**Records excerpted from a collection**
• • • • •

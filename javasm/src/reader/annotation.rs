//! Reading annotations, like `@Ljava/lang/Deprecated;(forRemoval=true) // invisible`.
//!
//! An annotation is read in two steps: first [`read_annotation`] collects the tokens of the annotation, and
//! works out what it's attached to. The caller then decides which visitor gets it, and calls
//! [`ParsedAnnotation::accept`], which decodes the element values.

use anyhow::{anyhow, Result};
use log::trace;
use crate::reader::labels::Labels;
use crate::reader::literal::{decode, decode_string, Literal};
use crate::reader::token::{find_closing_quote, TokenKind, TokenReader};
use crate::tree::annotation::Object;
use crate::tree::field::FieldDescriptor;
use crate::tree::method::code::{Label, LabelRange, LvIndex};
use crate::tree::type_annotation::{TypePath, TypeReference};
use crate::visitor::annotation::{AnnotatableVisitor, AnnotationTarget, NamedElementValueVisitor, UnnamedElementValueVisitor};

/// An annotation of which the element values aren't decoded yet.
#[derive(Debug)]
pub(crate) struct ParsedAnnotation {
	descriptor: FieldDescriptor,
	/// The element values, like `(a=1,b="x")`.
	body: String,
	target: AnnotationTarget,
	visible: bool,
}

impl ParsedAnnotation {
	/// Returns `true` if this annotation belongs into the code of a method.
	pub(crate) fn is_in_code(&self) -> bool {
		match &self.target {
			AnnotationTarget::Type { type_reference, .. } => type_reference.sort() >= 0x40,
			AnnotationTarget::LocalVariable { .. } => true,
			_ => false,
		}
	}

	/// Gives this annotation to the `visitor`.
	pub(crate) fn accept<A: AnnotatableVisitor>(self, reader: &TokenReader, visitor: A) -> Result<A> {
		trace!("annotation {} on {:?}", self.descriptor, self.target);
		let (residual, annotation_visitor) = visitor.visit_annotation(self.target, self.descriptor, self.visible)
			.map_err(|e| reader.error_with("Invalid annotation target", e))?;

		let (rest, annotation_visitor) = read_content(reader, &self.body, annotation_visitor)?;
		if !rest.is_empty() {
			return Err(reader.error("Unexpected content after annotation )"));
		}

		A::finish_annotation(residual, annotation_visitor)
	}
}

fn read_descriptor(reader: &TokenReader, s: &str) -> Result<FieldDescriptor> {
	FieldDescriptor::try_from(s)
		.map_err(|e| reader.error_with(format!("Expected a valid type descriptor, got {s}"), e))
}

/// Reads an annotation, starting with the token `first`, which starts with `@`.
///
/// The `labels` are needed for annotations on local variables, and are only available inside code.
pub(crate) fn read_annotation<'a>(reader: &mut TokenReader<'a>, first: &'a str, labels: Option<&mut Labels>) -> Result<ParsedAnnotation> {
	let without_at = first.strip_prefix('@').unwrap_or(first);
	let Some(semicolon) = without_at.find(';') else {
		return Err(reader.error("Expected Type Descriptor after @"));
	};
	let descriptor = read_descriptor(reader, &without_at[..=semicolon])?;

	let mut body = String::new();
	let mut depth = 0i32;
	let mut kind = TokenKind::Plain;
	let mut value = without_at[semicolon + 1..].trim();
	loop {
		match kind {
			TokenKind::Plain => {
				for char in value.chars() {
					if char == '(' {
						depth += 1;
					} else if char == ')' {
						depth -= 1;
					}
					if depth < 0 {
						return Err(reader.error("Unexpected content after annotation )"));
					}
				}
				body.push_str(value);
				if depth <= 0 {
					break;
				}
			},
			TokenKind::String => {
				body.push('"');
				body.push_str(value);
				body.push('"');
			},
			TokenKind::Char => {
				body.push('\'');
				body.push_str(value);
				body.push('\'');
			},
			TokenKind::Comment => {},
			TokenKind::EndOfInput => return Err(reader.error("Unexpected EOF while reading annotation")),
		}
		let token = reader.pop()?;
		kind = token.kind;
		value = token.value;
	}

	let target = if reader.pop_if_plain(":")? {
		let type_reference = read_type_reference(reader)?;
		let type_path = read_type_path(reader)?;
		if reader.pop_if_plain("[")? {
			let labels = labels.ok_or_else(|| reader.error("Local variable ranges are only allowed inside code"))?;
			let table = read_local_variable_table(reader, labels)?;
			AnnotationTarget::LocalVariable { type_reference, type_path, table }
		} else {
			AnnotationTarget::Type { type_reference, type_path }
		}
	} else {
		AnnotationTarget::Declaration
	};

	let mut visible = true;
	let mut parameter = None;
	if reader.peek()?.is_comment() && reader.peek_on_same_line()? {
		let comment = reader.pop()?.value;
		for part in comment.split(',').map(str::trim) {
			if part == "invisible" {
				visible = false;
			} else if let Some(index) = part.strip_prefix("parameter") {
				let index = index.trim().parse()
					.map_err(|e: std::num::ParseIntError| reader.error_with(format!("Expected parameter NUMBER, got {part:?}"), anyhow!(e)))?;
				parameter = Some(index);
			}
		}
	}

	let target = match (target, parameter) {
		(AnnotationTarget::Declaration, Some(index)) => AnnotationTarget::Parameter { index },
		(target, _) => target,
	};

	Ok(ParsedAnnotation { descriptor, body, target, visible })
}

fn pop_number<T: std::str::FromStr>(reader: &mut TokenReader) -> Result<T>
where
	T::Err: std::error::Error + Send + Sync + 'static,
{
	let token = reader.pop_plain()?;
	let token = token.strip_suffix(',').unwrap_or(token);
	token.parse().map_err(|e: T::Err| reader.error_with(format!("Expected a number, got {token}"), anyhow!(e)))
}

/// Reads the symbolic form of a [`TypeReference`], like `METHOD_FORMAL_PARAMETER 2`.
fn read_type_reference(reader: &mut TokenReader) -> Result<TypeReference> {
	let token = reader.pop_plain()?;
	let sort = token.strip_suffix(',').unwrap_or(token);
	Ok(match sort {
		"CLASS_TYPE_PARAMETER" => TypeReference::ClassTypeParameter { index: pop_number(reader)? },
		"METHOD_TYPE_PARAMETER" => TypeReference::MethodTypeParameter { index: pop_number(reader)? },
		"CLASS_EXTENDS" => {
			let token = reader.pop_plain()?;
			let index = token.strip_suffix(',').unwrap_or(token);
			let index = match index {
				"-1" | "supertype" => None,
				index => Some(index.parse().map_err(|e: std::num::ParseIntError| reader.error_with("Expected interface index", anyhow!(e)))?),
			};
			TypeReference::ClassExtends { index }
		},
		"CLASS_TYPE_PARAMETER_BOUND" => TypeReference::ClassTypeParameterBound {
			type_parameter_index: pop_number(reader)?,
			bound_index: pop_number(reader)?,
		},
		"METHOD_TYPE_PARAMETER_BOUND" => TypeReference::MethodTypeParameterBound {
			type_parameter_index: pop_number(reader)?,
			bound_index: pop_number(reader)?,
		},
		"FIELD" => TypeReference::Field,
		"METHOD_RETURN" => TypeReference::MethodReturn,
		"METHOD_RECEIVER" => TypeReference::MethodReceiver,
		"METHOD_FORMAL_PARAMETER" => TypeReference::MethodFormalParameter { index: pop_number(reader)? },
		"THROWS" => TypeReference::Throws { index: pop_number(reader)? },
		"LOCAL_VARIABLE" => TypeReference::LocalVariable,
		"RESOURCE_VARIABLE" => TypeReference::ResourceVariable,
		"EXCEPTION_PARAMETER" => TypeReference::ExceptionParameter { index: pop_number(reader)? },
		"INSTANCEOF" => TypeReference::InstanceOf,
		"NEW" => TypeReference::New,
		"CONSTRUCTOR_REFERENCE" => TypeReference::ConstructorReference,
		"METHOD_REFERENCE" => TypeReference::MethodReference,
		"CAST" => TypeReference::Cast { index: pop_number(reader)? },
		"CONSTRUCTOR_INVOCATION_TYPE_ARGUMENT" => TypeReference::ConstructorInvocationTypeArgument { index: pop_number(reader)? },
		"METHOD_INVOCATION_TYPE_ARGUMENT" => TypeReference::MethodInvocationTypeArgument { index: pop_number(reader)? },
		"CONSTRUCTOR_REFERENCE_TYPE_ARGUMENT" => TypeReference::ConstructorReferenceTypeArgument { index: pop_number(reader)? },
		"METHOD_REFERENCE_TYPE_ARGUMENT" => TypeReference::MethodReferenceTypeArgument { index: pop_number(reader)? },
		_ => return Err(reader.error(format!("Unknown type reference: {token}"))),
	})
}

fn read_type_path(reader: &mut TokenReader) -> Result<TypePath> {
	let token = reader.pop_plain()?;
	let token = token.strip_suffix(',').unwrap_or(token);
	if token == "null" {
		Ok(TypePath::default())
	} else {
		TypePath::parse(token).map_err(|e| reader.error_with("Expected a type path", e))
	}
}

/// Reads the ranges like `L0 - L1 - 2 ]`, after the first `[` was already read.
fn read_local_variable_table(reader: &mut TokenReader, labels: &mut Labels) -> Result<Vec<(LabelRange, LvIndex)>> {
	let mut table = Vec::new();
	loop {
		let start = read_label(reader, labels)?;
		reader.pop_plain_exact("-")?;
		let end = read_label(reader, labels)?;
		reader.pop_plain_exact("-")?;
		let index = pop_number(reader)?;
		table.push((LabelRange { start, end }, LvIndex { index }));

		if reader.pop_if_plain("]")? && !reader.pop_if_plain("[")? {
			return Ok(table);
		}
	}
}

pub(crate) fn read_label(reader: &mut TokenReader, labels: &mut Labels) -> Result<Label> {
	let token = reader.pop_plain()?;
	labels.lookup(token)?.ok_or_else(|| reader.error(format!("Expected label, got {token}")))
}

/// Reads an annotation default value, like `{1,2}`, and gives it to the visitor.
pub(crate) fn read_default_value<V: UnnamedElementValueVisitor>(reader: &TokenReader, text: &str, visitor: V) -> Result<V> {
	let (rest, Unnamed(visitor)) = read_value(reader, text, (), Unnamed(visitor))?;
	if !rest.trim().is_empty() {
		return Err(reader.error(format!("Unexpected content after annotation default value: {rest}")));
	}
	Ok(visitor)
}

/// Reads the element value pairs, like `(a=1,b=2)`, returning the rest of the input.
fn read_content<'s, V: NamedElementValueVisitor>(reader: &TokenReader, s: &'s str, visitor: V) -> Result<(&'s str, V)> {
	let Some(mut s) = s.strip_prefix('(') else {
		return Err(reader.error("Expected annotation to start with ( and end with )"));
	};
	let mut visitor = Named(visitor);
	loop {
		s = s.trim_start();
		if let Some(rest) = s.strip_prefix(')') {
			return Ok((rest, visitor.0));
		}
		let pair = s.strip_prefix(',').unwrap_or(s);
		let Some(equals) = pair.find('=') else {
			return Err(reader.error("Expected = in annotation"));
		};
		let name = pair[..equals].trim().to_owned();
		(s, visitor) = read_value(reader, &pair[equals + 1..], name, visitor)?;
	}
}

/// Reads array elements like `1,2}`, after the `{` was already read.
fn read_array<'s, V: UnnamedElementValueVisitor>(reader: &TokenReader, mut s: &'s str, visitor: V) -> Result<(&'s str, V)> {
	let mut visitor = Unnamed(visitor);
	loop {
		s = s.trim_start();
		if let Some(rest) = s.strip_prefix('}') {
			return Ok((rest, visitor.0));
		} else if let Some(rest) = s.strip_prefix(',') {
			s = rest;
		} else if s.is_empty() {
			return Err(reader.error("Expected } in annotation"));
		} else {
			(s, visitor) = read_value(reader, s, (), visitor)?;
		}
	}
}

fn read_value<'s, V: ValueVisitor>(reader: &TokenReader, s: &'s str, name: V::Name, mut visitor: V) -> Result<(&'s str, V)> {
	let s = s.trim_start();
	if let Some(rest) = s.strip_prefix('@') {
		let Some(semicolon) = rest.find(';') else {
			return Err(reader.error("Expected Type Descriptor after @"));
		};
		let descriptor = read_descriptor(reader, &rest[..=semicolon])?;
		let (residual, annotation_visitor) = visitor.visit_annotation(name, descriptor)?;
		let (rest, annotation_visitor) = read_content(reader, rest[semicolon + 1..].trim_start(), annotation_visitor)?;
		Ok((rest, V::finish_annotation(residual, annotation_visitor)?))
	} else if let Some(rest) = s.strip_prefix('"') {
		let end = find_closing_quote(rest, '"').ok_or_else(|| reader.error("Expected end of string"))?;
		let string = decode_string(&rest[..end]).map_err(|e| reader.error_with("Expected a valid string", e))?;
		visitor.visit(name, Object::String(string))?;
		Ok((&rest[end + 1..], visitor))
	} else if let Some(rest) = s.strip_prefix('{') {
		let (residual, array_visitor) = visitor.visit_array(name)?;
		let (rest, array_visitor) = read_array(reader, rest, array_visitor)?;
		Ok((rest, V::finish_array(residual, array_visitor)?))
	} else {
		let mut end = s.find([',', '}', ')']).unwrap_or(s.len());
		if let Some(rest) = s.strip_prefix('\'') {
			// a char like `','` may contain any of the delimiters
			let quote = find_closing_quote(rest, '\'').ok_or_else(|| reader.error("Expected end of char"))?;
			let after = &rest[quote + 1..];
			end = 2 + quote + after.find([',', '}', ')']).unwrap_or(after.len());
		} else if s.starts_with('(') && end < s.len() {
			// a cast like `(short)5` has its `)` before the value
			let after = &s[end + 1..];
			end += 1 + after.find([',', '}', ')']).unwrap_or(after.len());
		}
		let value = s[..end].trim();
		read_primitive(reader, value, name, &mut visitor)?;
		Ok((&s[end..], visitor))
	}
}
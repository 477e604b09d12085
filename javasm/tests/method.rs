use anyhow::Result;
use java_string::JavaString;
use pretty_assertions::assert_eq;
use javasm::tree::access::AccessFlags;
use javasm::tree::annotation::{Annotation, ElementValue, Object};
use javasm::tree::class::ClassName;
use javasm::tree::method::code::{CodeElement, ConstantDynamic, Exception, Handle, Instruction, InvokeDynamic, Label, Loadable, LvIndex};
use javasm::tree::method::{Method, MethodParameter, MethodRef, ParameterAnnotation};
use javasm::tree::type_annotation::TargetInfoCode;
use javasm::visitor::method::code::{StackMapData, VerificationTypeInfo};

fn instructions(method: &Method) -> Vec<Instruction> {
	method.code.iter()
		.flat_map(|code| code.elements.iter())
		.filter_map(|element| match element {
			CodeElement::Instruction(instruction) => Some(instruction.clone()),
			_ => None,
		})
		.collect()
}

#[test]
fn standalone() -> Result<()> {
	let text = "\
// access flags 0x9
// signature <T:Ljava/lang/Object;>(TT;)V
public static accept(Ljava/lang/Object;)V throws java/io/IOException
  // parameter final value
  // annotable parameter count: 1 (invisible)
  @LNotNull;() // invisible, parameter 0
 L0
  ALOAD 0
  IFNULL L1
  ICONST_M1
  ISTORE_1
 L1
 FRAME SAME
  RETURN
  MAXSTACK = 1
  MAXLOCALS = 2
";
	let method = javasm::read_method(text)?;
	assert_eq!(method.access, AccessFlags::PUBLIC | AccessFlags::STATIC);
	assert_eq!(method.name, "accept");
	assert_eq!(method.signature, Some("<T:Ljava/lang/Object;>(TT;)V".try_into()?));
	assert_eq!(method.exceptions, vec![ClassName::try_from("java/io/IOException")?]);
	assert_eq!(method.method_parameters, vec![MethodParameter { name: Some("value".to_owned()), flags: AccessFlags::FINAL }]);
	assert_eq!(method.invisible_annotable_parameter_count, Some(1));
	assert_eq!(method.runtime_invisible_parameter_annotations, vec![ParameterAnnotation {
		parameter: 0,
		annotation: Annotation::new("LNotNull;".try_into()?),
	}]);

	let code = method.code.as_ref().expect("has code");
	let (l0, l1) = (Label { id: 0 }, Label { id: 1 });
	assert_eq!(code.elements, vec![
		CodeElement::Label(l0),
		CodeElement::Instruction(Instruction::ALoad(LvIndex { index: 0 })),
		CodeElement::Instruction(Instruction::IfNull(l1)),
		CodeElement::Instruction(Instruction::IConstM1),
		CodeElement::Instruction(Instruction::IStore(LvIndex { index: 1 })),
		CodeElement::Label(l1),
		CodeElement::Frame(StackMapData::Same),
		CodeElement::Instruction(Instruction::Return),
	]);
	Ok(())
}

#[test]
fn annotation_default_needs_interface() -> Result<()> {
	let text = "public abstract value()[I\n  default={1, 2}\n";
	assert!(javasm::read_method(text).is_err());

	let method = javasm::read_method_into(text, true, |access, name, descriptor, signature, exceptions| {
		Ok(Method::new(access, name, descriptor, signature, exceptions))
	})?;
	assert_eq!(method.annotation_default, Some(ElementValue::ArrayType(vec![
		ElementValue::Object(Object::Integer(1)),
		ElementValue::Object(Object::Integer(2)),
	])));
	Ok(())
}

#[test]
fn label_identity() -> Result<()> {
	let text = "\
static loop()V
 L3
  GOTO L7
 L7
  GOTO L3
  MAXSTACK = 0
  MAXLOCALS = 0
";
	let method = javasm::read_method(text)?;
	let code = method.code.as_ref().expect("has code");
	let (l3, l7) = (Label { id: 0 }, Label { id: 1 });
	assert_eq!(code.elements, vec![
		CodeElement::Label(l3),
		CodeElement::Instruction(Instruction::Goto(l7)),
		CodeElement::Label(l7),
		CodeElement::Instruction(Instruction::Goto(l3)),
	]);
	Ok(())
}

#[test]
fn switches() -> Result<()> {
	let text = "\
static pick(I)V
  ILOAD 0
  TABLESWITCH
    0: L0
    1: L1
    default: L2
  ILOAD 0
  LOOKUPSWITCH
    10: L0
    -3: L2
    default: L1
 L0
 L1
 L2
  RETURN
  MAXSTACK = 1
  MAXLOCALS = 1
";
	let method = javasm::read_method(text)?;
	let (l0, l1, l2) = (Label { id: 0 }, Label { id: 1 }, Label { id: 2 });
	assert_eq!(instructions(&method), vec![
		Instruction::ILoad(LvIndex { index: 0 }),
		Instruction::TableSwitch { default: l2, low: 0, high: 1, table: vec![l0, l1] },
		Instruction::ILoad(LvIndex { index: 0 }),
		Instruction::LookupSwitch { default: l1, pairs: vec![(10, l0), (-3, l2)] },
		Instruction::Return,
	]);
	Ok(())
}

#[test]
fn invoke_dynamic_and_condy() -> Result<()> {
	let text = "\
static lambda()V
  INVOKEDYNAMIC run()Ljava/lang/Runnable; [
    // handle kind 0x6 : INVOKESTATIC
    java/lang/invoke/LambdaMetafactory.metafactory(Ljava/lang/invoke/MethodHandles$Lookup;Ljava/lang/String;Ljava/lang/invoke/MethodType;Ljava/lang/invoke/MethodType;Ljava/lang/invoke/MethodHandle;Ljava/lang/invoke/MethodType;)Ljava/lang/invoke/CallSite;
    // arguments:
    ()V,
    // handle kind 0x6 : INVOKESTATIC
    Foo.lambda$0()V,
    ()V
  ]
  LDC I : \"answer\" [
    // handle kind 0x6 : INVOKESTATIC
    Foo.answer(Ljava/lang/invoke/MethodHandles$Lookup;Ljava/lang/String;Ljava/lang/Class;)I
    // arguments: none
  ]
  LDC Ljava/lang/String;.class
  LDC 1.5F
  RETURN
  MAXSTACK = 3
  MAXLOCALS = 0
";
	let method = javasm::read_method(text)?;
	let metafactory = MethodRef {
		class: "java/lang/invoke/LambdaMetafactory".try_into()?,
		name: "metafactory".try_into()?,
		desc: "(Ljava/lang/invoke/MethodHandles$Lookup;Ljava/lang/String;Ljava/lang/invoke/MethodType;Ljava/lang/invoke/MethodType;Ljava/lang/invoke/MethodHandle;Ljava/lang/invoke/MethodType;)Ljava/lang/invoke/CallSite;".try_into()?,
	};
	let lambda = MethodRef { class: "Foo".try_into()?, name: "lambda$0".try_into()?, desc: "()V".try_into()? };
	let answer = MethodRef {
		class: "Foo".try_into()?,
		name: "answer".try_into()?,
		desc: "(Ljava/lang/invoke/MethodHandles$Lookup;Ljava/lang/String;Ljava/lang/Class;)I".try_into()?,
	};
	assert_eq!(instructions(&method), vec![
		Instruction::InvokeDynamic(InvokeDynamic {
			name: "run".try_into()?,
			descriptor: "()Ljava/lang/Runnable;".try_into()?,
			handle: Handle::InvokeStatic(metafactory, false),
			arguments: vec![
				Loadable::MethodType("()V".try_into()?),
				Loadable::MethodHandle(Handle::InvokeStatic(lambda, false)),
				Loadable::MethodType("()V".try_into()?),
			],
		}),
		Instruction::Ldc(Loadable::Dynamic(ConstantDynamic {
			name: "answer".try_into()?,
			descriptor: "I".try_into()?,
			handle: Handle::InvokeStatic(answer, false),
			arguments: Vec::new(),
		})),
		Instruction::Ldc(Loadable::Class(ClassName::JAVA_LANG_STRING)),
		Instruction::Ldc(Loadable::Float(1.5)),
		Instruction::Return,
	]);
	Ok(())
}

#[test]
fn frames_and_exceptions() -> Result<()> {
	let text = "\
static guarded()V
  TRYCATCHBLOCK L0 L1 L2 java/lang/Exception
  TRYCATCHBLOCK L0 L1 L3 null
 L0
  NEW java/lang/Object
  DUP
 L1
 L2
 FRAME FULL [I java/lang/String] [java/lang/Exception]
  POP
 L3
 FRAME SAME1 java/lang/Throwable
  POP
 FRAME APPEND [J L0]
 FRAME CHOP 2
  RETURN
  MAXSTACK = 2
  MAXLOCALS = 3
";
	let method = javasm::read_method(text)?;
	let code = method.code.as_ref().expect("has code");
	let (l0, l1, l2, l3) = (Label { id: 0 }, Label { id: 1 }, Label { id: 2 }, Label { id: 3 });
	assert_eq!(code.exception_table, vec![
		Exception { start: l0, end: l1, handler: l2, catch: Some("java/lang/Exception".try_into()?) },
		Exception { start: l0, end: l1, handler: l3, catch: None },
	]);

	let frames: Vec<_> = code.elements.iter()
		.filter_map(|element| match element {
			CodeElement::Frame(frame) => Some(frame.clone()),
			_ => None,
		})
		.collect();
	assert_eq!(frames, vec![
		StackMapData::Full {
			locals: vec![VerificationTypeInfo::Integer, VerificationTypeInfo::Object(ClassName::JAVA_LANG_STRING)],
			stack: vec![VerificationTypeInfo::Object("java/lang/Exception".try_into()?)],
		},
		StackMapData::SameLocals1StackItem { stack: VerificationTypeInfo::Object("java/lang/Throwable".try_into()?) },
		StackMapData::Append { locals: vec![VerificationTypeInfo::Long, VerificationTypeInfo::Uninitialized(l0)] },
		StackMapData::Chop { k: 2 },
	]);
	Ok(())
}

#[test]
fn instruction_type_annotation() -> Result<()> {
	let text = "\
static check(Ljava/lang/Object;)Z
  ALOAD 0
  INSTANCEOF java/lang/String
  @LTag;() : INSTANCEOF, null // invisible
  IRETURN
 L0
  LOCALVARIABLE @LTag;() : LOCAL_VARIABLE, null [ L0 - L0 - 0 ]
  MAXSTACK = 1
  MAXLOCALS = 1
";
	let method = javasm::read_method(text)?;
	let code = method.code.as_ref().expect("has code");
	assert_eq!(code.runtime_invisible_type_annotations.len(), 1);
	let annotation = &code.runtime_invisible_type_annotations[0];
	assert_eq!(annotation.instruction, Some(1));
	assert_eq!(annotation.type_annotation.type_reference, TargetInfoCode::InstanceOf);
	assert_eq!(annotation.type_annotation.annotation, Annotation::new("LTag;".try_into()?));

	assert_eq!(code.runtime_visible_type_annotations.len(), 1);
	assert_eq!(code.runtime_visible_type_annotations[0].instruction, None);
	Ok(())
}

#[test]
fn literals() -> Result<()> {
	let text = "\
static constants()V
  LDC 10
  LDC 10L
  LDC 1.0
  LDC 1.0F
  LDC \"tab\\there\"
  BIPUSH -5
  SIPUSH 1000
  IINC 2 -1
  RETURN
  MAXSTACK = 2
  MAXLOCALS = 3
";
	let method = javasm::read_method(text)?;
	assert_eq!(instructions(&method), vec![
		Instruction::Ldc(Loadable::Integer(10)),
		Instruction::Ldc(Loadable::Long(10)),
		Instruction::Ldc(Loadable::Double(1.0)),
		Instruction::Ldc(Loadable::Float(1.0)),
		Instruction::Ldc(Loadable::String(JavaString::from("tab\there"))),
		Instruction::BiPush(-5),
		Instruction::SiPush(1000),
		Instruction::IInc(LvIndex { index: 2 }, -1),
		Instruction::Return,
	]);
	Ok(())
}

• • • • •

**Task objective**
Gather and copy every line of the data in which the string "arguments" is found.

**The answer**
    // arguments:
    // arguments: none
			arguments: vec![
			arguments: Vec::new(),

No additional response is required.